Your assignment:
In the listing below, find each line containing "StorageConfig" and report it.

▼▼▼

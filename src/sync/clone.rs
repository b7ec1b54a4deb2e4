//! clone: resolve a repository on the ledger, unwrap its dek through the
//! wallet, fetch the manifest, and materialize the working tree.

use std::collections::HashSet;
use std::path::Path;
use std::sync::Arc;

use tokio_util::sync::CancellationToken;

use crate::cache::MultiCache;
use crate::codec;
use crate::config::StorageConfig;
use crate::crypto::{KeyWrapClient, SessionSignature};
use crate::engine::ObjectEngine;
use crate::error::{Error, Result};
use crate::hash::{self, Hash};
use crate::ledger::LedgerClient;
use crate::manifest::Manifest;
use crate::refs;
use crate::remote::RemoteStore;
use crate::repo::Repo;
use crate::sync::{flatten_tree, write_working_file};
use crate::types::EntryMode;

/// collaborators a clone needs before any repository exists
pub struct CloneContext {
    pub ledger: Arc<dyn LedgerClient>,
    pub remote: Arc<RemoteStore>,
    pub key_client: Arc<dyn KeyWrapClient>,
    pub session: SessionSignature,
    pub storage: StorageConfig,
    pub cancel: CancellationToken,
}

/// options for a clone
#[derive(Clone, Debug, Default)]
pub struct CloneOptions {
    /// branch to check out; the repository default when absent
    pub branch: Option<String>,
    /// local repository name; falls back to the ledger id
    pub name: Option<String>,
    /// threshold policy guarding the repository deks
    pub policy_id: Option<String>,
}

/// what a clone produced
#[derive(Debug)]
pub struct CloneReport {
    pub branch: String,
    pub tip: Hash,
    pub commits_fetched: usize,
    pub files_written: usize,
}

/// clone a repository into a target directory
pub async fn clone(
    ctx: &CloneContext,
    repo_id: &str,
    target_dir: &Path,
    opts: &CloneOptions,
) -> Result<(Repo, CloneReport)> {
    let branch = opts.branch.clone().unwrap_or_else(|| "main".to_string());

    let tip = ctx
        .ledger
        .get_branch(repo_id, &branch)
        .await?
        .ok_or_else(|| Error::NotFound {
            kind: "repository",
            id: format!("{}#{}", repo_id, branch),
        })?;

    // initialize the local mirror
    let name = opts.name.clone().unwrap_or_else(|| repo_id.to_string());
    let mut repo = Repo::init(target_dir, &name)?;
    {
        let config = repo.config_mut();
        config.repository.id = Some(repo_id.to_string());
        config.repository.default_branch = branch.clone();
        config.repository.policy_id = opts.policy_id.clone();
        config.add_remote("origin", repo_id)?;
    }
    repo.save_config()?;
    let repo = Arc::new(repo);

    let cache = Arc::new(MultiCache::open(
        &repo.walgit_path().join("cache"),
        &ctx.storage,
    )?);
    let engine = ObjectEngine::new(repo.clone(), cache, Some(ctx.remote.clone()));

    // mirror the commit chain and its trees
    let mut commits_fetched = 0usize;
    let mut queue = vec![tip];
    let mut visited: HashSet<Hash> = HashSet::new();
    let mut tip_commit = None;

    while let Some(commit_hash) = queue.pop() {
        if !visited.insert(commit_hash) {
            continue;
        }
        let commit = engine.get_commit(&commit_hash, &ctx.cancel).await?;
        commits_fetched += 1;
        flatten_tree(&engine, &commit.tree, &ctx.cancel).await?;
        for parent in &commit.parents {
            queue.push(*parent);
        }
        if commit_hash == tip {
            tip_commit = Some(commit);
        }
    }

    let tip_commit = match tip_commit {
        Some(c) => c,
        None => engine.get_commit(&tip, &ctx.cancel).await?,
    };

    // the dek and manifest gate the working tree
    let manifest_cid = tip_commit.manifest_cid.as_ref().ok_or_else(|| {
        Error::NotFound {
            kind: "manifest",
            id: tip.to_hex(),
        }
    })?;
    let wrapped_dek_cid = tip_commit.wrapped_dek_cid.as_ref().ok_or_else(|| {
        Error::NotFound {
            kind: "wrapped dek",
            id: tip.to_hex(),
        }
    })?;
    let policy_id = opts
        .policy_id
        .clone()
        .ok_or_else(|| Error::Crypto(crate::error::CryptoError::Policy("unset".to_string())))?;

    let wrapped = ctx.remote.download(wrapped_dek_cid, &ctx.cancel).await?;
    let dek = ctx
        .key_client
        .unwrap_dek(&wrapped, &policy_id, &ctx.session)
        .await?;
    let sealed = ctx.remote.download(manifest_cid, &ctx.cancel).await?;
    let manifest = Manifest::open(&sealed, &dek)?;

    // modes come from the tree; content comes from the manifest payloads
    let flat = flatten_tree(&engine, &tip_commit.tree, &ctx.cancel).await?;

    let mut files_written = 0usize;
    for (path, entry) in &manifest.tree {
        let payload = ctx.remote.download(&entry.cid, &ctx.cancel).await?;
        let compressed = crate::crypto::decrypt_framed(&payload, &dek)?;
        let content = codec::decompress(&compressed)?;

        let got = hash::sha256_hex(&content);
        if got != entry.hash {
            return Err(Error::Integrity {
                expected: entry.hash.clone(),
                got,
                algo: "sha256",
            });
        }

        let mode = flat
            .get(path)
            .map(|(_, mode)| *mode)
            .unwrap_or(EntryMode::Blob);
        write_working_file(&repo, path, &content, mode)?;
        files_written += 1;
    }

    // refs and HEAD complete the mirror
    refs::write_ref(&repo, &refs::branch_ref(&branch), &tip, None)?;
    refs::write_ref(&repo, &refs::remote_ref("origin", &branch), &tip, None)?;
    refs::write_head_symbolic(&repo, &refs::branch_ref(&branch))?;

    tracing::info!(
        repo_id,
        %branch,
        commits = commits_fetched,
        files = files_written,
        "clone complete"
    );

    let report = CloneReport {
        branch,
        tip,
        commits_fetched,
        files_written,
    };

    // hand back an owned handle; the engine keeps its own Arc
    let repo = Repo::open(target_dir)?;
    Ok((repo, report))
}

▲▲▲
▼▼▼

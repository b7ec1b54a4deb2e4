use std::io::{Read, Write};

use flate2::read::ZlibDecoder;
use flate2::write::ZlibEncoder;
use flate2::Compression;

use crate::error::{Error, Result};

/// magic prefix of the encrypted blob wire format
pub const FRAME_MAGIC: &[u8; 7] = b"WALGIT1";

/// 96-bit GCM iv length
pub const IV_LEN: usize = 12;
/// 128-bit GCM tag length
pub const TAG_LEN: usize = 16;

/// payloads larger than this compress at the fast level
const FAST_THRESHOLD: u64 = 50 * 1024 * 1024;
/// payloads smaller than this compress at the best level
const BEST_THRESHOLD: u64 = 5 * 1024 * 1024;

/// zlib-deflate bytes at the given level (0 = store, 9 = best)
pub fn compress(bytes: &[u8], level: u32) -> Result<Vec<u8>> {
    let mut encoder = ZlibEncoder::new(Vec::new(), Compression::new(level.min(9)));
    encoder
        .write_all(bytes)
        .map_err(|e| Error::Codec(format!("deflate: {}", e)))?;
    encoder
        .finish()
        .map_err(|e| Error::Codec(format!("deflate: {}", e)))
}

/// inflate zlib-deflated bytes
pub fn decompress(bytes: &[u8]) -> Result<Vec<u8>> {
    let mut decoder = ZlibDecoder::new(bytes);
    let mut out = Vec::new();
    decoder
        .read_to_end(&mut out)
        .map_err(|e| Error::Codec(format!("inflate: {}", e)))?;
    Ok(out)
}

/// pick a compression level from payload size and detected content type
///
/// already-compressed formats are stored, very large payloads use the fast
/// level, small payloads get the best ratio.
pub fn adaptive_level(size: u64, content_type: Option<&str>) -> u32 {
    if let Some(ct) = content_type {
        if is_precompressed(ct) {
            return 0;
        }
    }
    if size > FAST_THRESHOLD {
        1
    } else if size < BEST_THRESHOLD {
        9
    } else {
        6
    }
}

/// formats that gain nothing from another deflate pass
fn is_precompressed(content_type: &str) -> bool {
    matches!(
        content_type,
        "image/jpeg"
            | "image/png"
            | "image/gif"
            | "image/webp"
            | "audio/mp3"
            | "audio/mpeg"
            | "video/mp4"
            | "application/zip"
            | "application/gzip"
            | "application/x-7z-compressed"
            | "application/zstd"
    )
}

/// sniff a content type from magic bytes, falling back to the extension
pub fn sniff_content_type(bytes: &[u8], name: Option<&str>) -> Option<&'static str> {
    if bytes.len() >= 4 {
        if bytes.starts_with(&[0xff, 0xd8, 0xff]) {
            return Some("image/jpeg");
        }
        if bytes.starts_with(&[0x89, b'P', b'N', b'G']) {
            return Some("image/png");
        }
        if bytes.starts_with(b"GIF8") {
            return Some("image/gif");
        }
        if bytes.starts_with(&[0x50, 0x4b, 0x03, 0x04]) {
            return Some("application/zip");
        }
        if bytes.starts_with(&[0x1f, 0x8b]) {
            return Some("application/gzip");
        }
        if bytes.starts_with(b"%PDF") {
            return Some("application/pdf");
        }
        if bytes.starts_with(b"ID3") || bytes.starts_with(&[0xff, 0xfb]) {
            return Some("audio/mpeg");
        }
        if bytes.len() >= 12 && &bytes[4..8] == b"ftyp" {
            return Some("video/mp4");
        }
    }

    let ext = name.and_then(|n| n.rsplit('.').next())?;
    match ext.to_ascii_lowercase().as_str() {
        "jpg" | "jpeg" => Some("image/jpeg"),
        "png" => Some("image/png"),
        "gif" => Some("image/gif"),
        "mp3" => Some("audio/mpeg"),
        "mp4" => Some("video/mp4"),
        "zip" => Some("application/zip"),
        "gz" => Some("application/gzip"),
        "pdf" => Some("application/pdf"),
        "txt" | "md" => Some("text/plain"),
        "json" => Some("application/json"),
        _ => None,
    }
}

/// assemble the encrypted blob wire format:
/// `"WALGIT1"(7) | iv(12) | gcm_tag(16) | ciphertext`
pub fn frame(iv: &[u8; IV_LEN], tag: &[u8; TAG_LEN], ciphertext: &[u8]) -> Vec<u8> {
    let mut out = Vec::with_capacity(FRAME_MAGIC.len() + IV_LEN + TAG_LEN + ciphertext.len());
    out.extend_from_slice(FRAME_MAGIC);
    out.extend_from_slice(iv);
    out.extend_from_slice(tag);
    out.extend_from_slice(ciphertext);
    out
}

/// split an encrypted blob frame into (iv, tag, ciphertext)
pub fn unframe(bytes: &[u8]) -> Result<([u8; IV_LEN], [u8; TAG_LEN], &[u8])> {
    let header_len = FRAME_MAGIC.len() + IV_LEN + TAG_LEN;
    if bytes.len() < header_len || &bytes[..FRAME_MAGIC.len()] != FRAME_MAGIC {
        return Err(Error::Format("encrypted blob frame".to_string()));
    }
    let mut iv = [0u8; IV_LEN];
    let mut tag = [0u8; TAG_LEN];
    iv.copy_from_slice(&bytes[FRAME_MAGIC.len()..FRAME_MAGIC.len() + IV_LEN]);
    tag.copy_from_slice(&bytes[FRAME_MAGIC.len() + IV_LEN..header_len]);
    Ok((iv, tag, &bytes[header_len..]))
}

▲▲▲

Your solution:
use crate::config::StorageConfig;
    pub storage: StorageConfig,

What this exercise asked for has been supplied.